> _Source information_:
• • • • • • •

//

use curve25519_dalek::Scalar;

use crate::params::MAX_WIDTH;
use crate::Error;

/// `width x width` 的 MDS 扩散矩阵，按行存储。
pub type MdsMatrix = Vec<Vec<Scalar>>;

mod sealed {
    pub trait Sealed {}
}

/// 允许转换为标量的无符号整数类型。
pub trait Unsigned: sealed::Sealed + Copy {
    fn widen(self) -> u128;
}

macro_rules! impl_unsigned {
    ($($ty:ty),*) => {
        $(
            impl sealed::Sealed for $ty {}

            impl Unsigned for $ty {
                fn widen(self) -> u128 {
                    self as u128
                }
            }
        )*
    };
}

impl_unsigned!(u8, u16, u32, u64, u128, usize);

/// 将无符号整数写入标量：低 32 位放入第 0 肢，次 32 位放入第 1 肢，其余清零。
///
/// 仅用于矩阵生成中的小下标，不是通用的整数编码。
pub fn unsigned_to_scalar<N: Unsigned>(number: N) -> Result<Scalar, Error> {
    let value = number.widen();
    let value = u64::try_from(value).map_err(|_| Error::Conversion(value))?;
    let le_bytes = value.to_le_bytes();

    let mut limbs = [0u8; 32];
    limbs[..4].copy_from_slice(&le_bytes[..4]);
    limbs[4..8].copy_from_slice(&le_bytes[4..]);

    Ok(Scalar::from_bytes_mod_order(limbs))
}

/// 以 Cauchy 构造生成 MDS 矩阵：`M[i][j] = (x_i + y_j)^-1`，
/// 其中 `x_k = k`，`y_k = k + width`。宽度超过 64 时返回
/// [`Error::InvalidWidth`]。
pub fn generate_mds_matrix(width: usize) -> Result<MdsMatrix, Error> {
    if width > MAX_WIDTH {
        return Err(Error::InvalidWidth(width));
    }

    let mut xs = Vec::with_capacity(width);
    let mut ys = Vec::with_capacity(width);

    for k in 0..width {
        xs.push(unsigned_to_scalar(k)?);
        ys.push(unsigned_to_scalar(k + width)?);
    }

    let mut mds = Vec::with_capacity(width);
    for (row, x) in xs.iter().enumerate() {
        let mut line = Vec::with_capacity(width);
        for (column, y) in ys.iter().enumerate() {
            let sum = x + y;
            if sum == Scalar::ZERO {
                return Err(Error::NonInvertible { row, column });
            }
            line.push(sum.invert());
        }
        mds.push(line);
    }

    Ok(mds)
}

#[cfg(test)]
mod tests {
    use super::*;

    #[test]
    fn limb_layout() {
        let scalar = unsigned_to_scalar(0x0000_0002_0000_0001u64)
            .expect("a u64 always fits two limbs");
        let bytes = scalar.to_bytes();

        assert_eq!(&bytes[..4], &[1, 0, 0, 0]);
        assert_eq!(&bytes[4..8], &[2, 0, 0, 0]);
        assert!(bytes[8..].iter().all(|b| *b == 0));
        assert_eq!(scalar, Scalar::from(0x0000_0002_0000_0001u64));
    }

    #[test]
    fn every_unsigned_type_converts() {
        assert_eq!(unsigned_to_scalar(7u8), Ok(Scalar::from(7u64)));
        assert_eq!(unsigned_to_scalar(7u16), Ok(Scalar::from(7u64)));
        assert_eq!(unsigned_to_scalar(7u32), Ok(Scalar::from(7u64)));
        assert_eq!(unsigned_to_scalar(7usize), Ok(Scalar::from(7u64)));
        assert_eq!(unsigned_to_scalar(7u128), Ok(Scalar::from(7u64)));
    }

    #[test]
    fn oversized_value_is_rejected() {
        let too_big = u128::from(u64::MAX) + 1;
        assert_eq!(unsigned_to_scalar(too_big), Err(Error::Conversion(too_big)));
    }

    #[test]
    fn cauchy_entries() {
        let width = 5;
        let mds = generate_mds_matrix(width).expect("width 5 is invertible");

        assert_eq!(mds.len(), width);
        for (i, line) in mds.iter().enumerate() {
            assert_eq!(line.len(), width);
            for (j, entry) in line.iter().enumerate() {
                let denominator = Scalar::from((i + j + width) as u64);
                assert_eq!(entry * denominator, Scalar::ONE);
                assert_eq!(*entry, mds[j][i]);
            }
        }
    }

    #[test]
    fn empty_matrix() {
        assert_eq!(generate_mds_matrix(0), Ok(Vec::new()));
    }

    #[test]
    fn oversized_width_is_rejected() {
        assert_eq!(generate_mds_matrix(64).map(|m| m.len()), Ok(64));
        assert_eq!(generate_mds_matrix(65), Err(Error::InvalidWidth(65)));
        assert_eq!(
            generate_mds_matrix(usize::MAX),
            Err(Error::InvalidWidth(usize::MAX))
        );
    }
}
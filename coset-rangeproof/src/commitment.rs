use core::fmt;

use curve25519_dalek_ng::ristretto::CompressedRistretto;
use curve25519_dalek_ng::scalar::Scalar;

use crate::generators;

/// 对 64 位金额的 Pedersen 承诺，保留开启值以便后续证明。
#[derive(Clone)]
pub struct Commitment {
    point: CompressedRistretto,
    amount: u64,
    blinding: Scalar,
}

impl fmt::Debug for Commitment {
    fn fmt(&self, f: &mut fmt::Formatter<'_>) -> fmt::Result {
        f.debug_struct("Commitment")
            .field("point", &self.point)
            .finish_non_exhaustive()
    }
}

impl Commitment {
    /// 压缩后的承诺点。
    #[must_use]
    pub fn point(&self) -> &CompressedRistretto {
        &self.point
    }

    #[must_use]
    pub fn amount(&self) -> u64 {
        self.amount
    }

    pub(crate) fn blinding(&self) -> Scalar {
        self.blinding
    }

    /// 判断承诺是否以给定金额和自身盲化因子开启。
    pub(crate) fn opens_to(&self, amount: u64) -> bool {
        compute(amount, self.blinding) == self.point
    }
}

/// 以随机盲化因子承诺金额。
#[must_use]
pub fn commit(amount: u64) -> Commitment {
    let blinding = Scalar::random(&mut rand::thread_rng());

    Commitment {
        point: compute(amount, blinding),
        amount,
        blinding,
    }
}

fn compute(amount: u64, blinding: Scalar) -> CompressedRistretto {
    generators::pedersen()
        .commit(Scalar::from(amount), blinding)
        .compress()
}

• • • • • • •

Gather every line from the listing above in which the word "generators" appears.

> _Reply_:
use crate::generators;
    generators::pedersen()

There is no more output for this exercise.